EXERCISE REQUIREMENTS |
Below are records; count how many of their lines contain the word "then" and give the number alone.

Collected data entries
——

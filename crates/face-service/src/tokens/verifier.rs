//! Credential token verification with current/previous key fallback.
//!
//! Candidates are ordered from one key store snapshot: the generation whose
//! kid matches the token header goes first, then the rest in natural order
//! (current, previous). A candidate that rejects the token for its signature,
//! audience or issuer hands over to the next one. Expired or structurally
//! invalid tokens stop immediately: trying another key cannot fix them.
//!
//! Every rejection surfaces as the same generic error. The reason is only
//! visible in logs and in the `reason` metric label.

use crate::errors::{FaceError, INVALID_TOKEN_MESSAGE};
use crate::keys::{KeyPair, KeyRing, KeyStore};
use crate::observability::metrics::{record_token_validation, record_verification_attempt};
use common::jwt::{peek_kid, validate_iat, CredentialClaims, TOKEN_AUDIENCE, TOKEN_ISSUER};
use jsonwebtoken::errors::ErrorKind;
use jsonwebtoken::{Algorithm, Validation};
use std::sync::Arc;
use std::time::Duration;
use tracing::{debug, info, instrument, warn};

/// Why a token was rejected. Never shown to clients.
#[derive(Debug, Clone, Copy, PartialEq, Eq)]
pub enum Rejection {
    /// Not a JWT, wrong algorithm, unparseable claims or missing claims.
    Malformed,
    /// Past `exp` under the candidate key that validated its signature.
    Expired,
    /// `iat` further in the future than the clock skew allows.
    IssuedInFuture,
    /// No candidate accepted the signature, audience and issuer.
    NoMatchingKey,
}

impl Rejection {
    pub fn as_str(self) -> &'static str {
        match self {
            Rejection::Malformed => "malformed",
            Rejection::Expired => "expired",
            Rejection::IssuedInFuture => "iat",
            Rejection::NoMatchingKey => "no_matching_key",
        }
    }
}

/// Outcome of one verification plus how many candidate keys were tried.
#[derive(Debug)]
pub struct Verification {
    pub outcome: Result<CredentialClaims, Rejection>,
    pub attempts: usize,
}

enum CandidateOutcome {
    Verified(CredentialClaims),
    TryNext(&'static str),
    Stop(Rejection),
}

#[derive(Clone)]
pub struct TokenVerifier {
    store: Arc<KeyStore>,
    clock_skew: Duration,
}

impl TokenVerifier {
    pub fn new(store: Arc<KeyStore>, clock_skew: Duration) -> Self {
        Self { store, clock_skew }
    }

    /// Verify `token` and return its claims.
    ///
    /// All failures map to [`FaceError::InvalidToken`] with the generic
    /// message.
    #[instrument(skip_all, name = "face.token.verify")]
    pub fn verify(&self, token: &str) -> Result<CredentialClaims, FaceError> {
        let verification = self.verify_detailed(token);

        match verification.outcome {
            Ok(claims) => {
                record_token_validation("success", None);
                debug!(
                    target: "face.token",
                    attempts = verification.attempts,
                    "Token verified"
                );
                Ok(claims)
            }
            Err(rejection) => {
                record_token_validation("error", Some(rejection.as_str()));
                match rejection {
                    Rejection::NoMatchingKey => warn!(
                        target: "face.token",
                        attempts = verification.attempts,
                        "Token rejected by every available key"
                    ),
                    Rejection::Expired => info!(target: "face.token", "Token rejected: expired"),
                    Rejection::Malformed | Rejection::IssuedInFuture => debug!(
                        target: "face.token",
                        reason = rejection.as_str(),
                        "Token rejected"
                    ),
                }
                Err(FaceError::InvalidToken(INVALID_TOKEN_MESSAGE.to_string()))
            }
        }
    }

    /// Verify and report the rejection reason and attempt count.
    pub fn verify_detailed(&self, token: &str) -> Verification {
        let token_kid = match peek_kid(token) {
            Ok(kid) => kid,
            Err(_) => {
                return Verification {
                    outcome: Err(Rejection::Malformed),
                    attempts: 0,
                }
            }
        };

        let ring = self.store.snapshot();
        let validation = validation();
        let mut attempts = 0;

        for candidate in candidates(&ring, token_kid.as_deref()) {
            attempts += 1;
            record_verification_attempt();

            match self.try_candidate(token, candidate, &validation) {
                CandidateOutcome::Verified(claims) => {
                    return Verification {
                        outcome: Ok(claims),
                        attempts,
                    }
                }
                CandidateOutcome::TryNext(reason) => {
                    debug!(
                        target: "face.token",
                        kid = %candidate.kid(),
                        reason = reason,
                        "Candidate key rejected token"
                    );
                }
                CandidateOutcome::Stop(rejection) => {
                    return Verification {
                        outcome: Err(rejection),
                        attempts,
                    }
                }
            }
        }

        Verification {
            outcome: Err(Rejection::NoMatchingKey),
            attempts,
        }
    }

    fn try_candidate(
        &self,
        token: &str,
        candidate: &KeyPair,
        validation: &Validation,
    ) -> CandidateOutcome {
        match jsonwebtoken::decode::<CredentialClaims>(token, candidate.decoding_key(), validation) {
            Ok(data) => match validate_iat(data.claims.iat, self.clock_skew) {
                Ok(()) => CandidateOutcome::Verified(data.claims),
                Err(_) => CandidateOutcome::Stop(Rejection::IssuedInFuture),
            },
            Err(e) => match e.kind() {
                ErrorKind::InvalidSignature => CandidateOutcome::TryNext("signature"),
                ErrorKind::InvalidAudience => CandidateOutcome::TryNext("audience"),
                ErrorKind::InvalidIssuer => CandidateOutcome::TryNext("issuer"),
                ErrorKind::ExpiredSignature => CandidateOutcome::Stop(Rejection::Expired),
                _ => {
                    debug!(target: "face.token", error = %e, "Token structurally invalid");
                    CandidateOutcome::Stop(Rejection::Malformed)
                }
            },
        }
    }
}

/// kid match first, then current, then previous. The sort is stable, so
/// without a match the natural order is kept.
fn candidates<'a>(ring: &'a KeyRing, kid: Option<&str>) -> Vec<&'a KeyPair> {
    let mut keys: Vec<&KeyPair> = ring.keys().map(|key| key.as_ref()).collect();
    if let Some(kid) = kid {
        keys.sort_by_key(|key| key.kid() != kid);
    }
    keys
}

fn validation() -> Validation {
    let mut validation = Validation::new(Algorithm::RS256);
    validation.set_audience(&[TOKEN_AUDIENCE]);
    validation.set_issuer(&[TOKEN_ISSUER]);
    validation.set_required_spec_claims(&["exp", "iss", "aud"]);
    validation.leeway = 0;
    validation
}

——

TASK RESULT |
2